Após entrar em vigor um cessar-fogo às 7h (2h em Brasília) desta sexta-feira, um grupo inicial de 13 reféns israelenses foram libertados em troca de 39 presos palestinos como parte do acordo mediado pelos Estados Unidos, Catar e Egito no começo desta semana. Citando o governo israelenses, a rede de TV CNN afirmou que os reféns já estão com a Cruz Vermelha no Egito.
Além dos 13 israelenses, nos quais estariam menores, mulheres e cidadãos com dupla nacionalidade, 12 cidadãos tailandeses sequestrados pelo Hamas foram libertados de forma adicional.

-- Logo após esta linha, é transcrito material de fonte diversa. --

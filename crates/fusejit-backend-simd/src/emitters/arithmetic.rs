//! Emitters for arithmetic and transcendental operators.

use std::collections::HashMap;

use fusejit::OpKind;

use crate::code::{BinOp, UnOp};
use crate::error::CompileResult;
use crate::isa::IsaLevel;
use crate::table::{ConstantTable, PATTERN_ABS_MASK, PATTERN_ONE, PATTERN_SIGN_MASK, PATTERN_ZERO};

use super::{EmitCtx, Emitter};

pub(super) fn register(map: &mut HashMap<&'static str, fn(&OpKind) -> Box<dyn Emitter>>) {
    map.insert("add", |_| Box::new(BinaryArith { op: BinOp::Add }));
    map.insert("subtract", |_| Box::new(BinaryArith { op: BinOp::Sub }));
    map.insert("multiply", |_| Box::new(BinaryArith { op: BinOp::Mul }));
    map.insert("divide", |_| Box::new(BinaryArith { op: BinOp::Div }));
    map.insert("maximum", |_| Box::new(BinaryArith { op: BinOp::Max }));
    map.insert("minimum", |_| Box::new(BinaryArith { op: BinOp::Min }));
    map.insert("squared_difference", |_| Box::new(SquaredDifference));
    map.insert("mul_add", |_| Box::new(MulAdd));
    map.insert("floor_mod", |_| Box::new(Remainder { floor: true }));
    map.insert("mod", |_| Box::new(Remainder { floor: false }));
    map.insert("power", |_| Box::new(PowerDynamic));
    map.insert("power_static", |kind| match *kind {
        OpKind::PowerStatic {
            power,
            scale,
            shift,
        } => Box::new(PowerStatic {
            power,
            scale,
            shift,
        }),
        // The registry is keyed by name, so this arm is unreachable.
        _ => Box::new(PowerStatic {
            power: 1.0,
            scale: 1.0,
            shift: 0.0,
        }),
    });
    map.insert("floor", |_| Box::new(Unary { op: UnOp::Floor }));
    map.insert("ceiling", |_| Box::new(Unary { op: UnOp::Ceil }));
    map.insert("sqrt", |_| Box::new(Unary { op: UnOp::Sqrt }));
    map.insert("negative", |_| Box::new(Negative));
    map.insert("erf", |_| Box::new(Erf));
    map.insert("soft_sign", |_| Box::new(SoftSign));
    map.insert("prelu", |_| Box::new(Prelu));
}

/// Single-instruction binary arithmetic: no scratch, no constants.
struct BinaryArith {
    op: BinOp,
}

impl Emitter for BinaryArith {
    fn inputs_len(&self) -> usize {
        2
    }

    fn aux_vecs(&self, _isa: IsaLevel) -> usize {
        0
    }

    fn register_table_entries(&self, _table: &mut ConstantTable) {}

    fn emit(&self, ctx: &mut EmitCtx<'_>) -> CompileResult<()> {
        let (a, b) = (ctx.inputs[0], ctx.inputs[1]);
        ctx.bin(self.op, ctx.dst, a, b);
        Ok(())
    }
}

struct SquaredDifference;

impl Emitter for SquaredDifference {
    fn inputs_len(&self) -> usize {
        2
    }

    fn aux_vecs(&self, _isa: IsaLevel) -> usize {
        0
    }

    fn register_table_entries(&self, _table: &mut ConstantTable) {}

    fn emit(&self, ctx: &mut EmitCtx<'_>) -> CompileResult<()> {
        let (a, b) = (ctx.inputs[0], ctx.inputs[1]);
        let dst = ctx.dst;
        ctx.bin(BinOp::Sub, dst, a, b);
        ctx.bin(BinOp::Mul, dst, dst, dst);
        Ok(())
    }
}

/// Fused `a * b + c`. The wide tiers use the native fma; the baseline tier
/// stages the product through scratch.
struct MulAdd;

impl Emitter for MulAdd {
    fn inputs_len(&self) -> usize {
        3
    }

    fn aux_vecs(&self, _isa: IsaLevel) -> usize {
        1
    }

    fn register_table_entries(&self, _table: &mut ConstantTable) {}

    fn emit(&self, ctx: &mut EmitCtx<'_>) -> CompileResult<()> {
        let (a, b, c) = (ctx.inputs[0], ctx.inputs[1], ctx.inputs[2]);
        let (dst, t) = (ctx.dst, ctx.aux[0]);
        if ctx.isa.has_native_fma() {
            ctx.mov(t, c);
            ctx.asm.push(crate::code::Instr::Fma { dst: t, a, b });
            ctx.mov(dst, t);
        } else {
            ctx.bin(BinOp::Mul, t, a, b);
            ctx.bin(BinOp::Add, dst, t, c);
        }
        Ok(())
    }
}

/// `a - round(a / b) * b`, rounding toward negative infinity (`floor_mod`)
/// or toward zero (`mod`).
struct Remainder {
    floor: bool,
}

impl Emitter for Remainder {
    fn inputs_len(&self) -> usize {
        2
    }

    fn aux_vecs(&self, _isa: IsaLevel) -> usize {
        1
    }

    fn register_table_entries(&self, _table: &mut ConstantTable) {}

    fn emit(&self, ctx: &mut EmitCtx<'_>) -> CompileResult<()> {
        let (a, b) = (ctx.inputs[0], ctx.inputs[1]);
        let (dst, t) = (ctx.dst, ctx.aux[0]);
        ctx.bin(BinOp::Div, t, a, b);
        let round = if self.floor { UnOp::Floor } else { UnOp::Trunc };
        ctx.un(round, t, t);
        ctx.bin(BinOp::Mul, t, t, b);
        ctx.bin(BinOp::Sub, dst, a, t);
        Ok(())
    }
}

/// `a ^ b` via `exp(b * ln(a))`.
struct PowerDynamic;

impl Emitter for PowerDynamic {
    fn inputs_len(&self) -> usize {
        2
    }

    fn aux_vecs(&self, _isa: IsaLevel) -> usize {
        1
    }

    fn register_table_entries(&self, _table: &mut ConstantTable) {}

    fn emit(&self, ctx: &mut EmitCtx<'_>) -> CompileResult<()> {
        let (a, b) = (ctx.inputs[0], ctx.inputs[1]);
        let (dst, t) = (ctx.dst, ctx.aux[0]);
        ctx.un(UnOp::Ln, t, a);
        ctx.bin(BinOp::Mul, t, t, b);
        ctx.un(UnOp::Exp, dst, t);
        Ok(())
    }
}

/// `(scale * x + shift) ^ power` with attributes baked into the constant
/// table. Power values 1, 2 and 0.5 skip the exp/ln path.
struct PowerStatic {
    power: f32,
    scale: f32,
    shift: f32,
}

impl PowerStatic {
    fn has_affine(&self) -> bool {
        self.scale != 1.0 || self.shift != 0.0
    }
}

impl Emitter for PowerStatic {
    fn inputs_len(&self) -> usize {
        1
    }

    fn aux_vecs(&self, _isa: IsaLevel) -> usize {
        1
    }

    fn register_table_entries(&self, table: &mut ConstantTable) {
        if self.has_affine() {
            table.intern("power_scale", self.scale.to_bits());
            table.intern("power_shift", self.shift.to_bits());
        }
        if self.power != 1.0 && self.power != 2.0 && self.power != 0.5 {
            table.intern("power_exponent", self.power.to_bits());
        }
    }

    fn emit(&self, ctx: &mut EmitCtx<'_>) -> CompileResult<()> {
        let x = ctx.inputs[0];
        let (dst, t) = (ctx.dst, ctx.aux[0]);
        // t = scale * x + shift, or just x when the affine part is trivial.
        if self.has_affine() {
            ctx.broadcast(t, self.scale.to_bits())?;
            ctx.bin(BinOp::Mul, t, t, x);
            ctx.broadcast(dst, self.shift.to_bits())?;
            ctx.bin(BinOp::Add, t, t, dst);
        } else {
            ctx.mov(t, x);
        }
        match self.power {
            p if p == 1.0 => ctx.mov(dst, t),
            p if p == 2.0 => ctx.bin(BinOp::Mul, dst, t, t),
            p if p == 0.5 => ctx.un(UnOp::Sqrt, dst, t),
            _ => {
                ctx.un(UnOp::Ln, t, t);
                ctx.broadcast(dst, self.power.to_bits())?;
                ctx.bin(BinOp::Mul, t, t, dst);
                ctx.un(UnOp::Exp, dst, t);
            }
        }
        Ok(())
    }
}

/// Single-instruction unary arithmetic.
struct Unary {
    op: UnOp,
}

impl Emitter for Unary {
    fn inputs_len(&self) -> usize {
        1
    }

    fn aux_vecs(&self, _isa: IsaLevel) -> usize {
        0
    }

    fn register_table_entries(&self, _table: &mut ConstantTable) {}

    fn emit(&self, ctx: &mut EmitCtx<'_>) -> CompileResult<()> {
        let a = ctx.inputs[0];
        ctx.un(self.op, ctx.dst, a);
        Ok(())
    }
}

/// Negation by flipping the sign bit.
struct Negative;

impl Emitter for Negative {
    fn inputs_len(&self) -> usize {
        1
    }

    fn aux_vecs(&self, _isa: IsaLevel) -> usize {
        1
    }

    fn register_table_entries(&self, table: &mut ConstantTable) {
        table.intern("sign_mask", PATTERN_SIGN_MASK);
    }

    fn emit(&self, ctx: &mut EmitCtx<'_>) -> CompileResult<()> {
        let x = ctx.inputs[0];
        let (dst, t) = (ctx.dst, ctx.aux[0]);
        ctx.broadcast(t, PATTERN_SIGN_MASK)?;
        ctx.bin(BinOp::Xor, dst, x, t);
        Ok(())
    }
}

// Abramowitz & Stegun 7.1.26 coefficients.
const ERF_P: f32 = 0.327_591_1;
const ERF_A1: f32 = 0.254_829_592;
const ERF_A2: f32 = -0.284_496_736;
const ERF_A3: f32 = 1.421_413_741;
const ERF_A4: f32 = -1.453_152_027;
const ERF_A5: f32 = 1.061_405_429;

/// Gauss error function via the A&S rational polynomial over `|x|`, with
/// the sign of `x` restored at the end.
struct Erf;

impl Emitter for Erf {
    fn inputs_len(&self) -> usize {
        1
    }

    fn aux_vecs(&self, _isa: IsaLevel) -> usize {
        4
    }

    fn register_table_entries(&self, table: &mut ConstantTable) {
        table.intern("abs_mask", PATTERN_ABS_MASK);
        table.intern("sign_mask", PATTERN_SIGN_MASK);
        table.intern("one", PATTERN_ONE);
        table.intern("erf_p", ERF_P.to_bits());
        table.intern("erf_a1", ERF_A1.to_bits());
        table.intern("erf_a2", ERF_A2.to_bits());
        table.intern("erf_a3", ERF_A3.to_bits());
        table.intern("erf_a4", ERF_A4.to_bits());
        table.intern("erf_a5", ERF_A5.to_bits());
    }

    fn emit(&self, ctx: &mut EmitCtx<'_>) -> CompileResult<()> {
        let x = ctx.inputs[0];
        let dst = ctx.dst;
        let (ax, t, poly, tmp) = (ctx.aux[0], ctx.aux[1], ctx.aux[2], ctx.aux[3]);

        // ax = |x|
        ctx.broadcast(ax, PATTERN_ABS_MASK)?;
        ctx.bin(BinOp::And, ax, x, ax);
        // t = 1 / (1 + p * |x|)
        ctx.broadcast(t, ERF_P.to_bits())?;
        ctx.bin(BinOp::Mul, t, t, ax);
        ctx.broadcast(tmp, PATTERN_ONE)?;
        ctx.bin(BinOp::Add, t, t, tmp);
        ctx.bin(BinOp::Div, t, tmp, t);
        // poly = ((((a5 t + a4) t + a3) t + a2) t + a1) t
        ctx.broadcast(poly, ERF_A5.to_bits())?;
        for coeff in [ERF_A4, ERF_A3, ERF_A2, ERF_A1] {
            ctx.bin(BinOp::Mul, poly, poly, t);
            ctx.broadcast(tmp, coeff.to_bits())?;
            ctx.bin(BinOp::Add, poly, poly, tmp);
        }
        ctx.bin(BinOp::Mul, poly, poly, t);
        // tmp = exp(-x^2)
        ctx.bin(BinOp::Mul, tmp, x, x);
        ctx.broadcast(ax, PATTERN_SIGN_MASK)?;
        ctx.bin(BinOp::Xor, tmp, tmp, ax);
        ctx.un(UnOp::Exp, tmp, tmp);
        // poly = 1 - poly * exp(-x^2)
        ctx.bin(BinOp::Mul, poly, poly, tmp);
        ctx.broadcast(tmp, PATTERN_ONE)?;
        ctx.bin(BinOp::Sub, poly, tmp, poly);
        // restore the sign of x
        ctx.bin(BinOp::And, ax, x, ax);
        ctx.bin(BinOp::Or, dst, poly, ax);
        Ok(())
    }
}

/// `x / (1 + |x|)`.
struct SoftSign;

impl Emitter for SoftSign {
    fn inputs_len(&self) -> usize {
        1
    }

    fn aux_vecs(&self, _isa: IsaLevel) -> usize {
        2
    }

    fn register_table_entries(&self, table: &mut ConstantTable) {
        table.intern("abs_mask", PATTERN_ABS_MASK);
        table.intern("one", PATTERN_ONE);
    }

    fn emit(&self, ctx: &mut EmitCtx<'_>) -> CompileResult<()> {
        let x = ctx.inputs[0];
        let dst = ctx.dst;
        let (ax, one) = (ctx.aux[0], ctx.aux[1]);
        ctx.broadcast(ax, PATTERN_ABS_MASK)?;
        ctx.bin(BinOp::And, ax, x, ax);
        ctx.broadcast(one, PATTERN_ONE)?;
        ctx.bin(BinOp::Add, ax, ax, one);
        ctx.bin(BinOp::Div, dst, x, ax);
        Ok(())
    }
}

/// `x >= 0 ? x : slope * x`, slope given per element by the second input.
struct Prelu;

impl Emitter for Prelu {
    fn inputs_len(&self) -> usize {
        2
    }

    fn aux_vecs(&self, isa: IsaLevel) -> usize {
        if isa.has_native_blend() {
            2
        } else {
            3
        }
    }

    fn register_table_entries(&self, table: &mut ConstantTable) {
        table.intern("zero", PATTERN_ZERO);
    }

    fn emit(&self, ctx: &mut EmitCtx<'_>) -> CompileResult<()> {
        let (x, slope) = (ctx.inputs[0], ctx.inputs[1]);
        let dst = ctx.dst;
        let (mask, prod) = (ctx.aux[0], ctx.aux[1]);
        let scratch = if ctx.isa.has_native_blend() {
            prod
        } else {
            ctx.aux[2]
        };
        // mask lanes where x < 0
        ctx.broadcast(mask, PATTERN_ZERO)?;
        ctx.bin(BinOp::CmpLt, mask, x, mask);
        ctx.bin(BinOp::Mul, prod, x, slope);
        ctx.blend(dst, prod, x, mask, scratch);
        Ok(())
    }
}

O primeiro grupo israelense é apenas parte dos 50 reféns que devem ser devolvidos a Israel nos próximos dias a partir da passagem egípcia de Rafah, com previsão de que cheguem ao território israelense às 18h (13h em Brasília). Em troca, o Estado judeu vai liberar 150 presos palestinos, que devem, em sua maioria, ir à Cisjordânia, e não Gaza.
Antes da troca, as Forças Armadas de Israel enfatizaram nesta sexta-feira que a paralisação nos combates é um cessar-fogo, e não o fim da guerra contra o grupo fundamentalista islâmico Hamas, que controla a Faixa de Gaza e, em 7 de outubro, lançou o pior ataque em solo israelense desde a formação do Estado judeu, em 1948. Além das cerca de 240 pessoas feitas reféns, o grupo terrorista deixou 1,2 mil mortos, em sua maioria civis, em Israel.
Na quinta-feira (23), o ministro da Defesa de Israel, Yoav Gallant, afirmou que, assim que a “curta” trégua temporária terminar após permitir a troca de 50 reféns mantidos pelo Hamas por 150 presos palestinos, a campanha militar será retomada “com intensidade” por ao menos mais dois meses.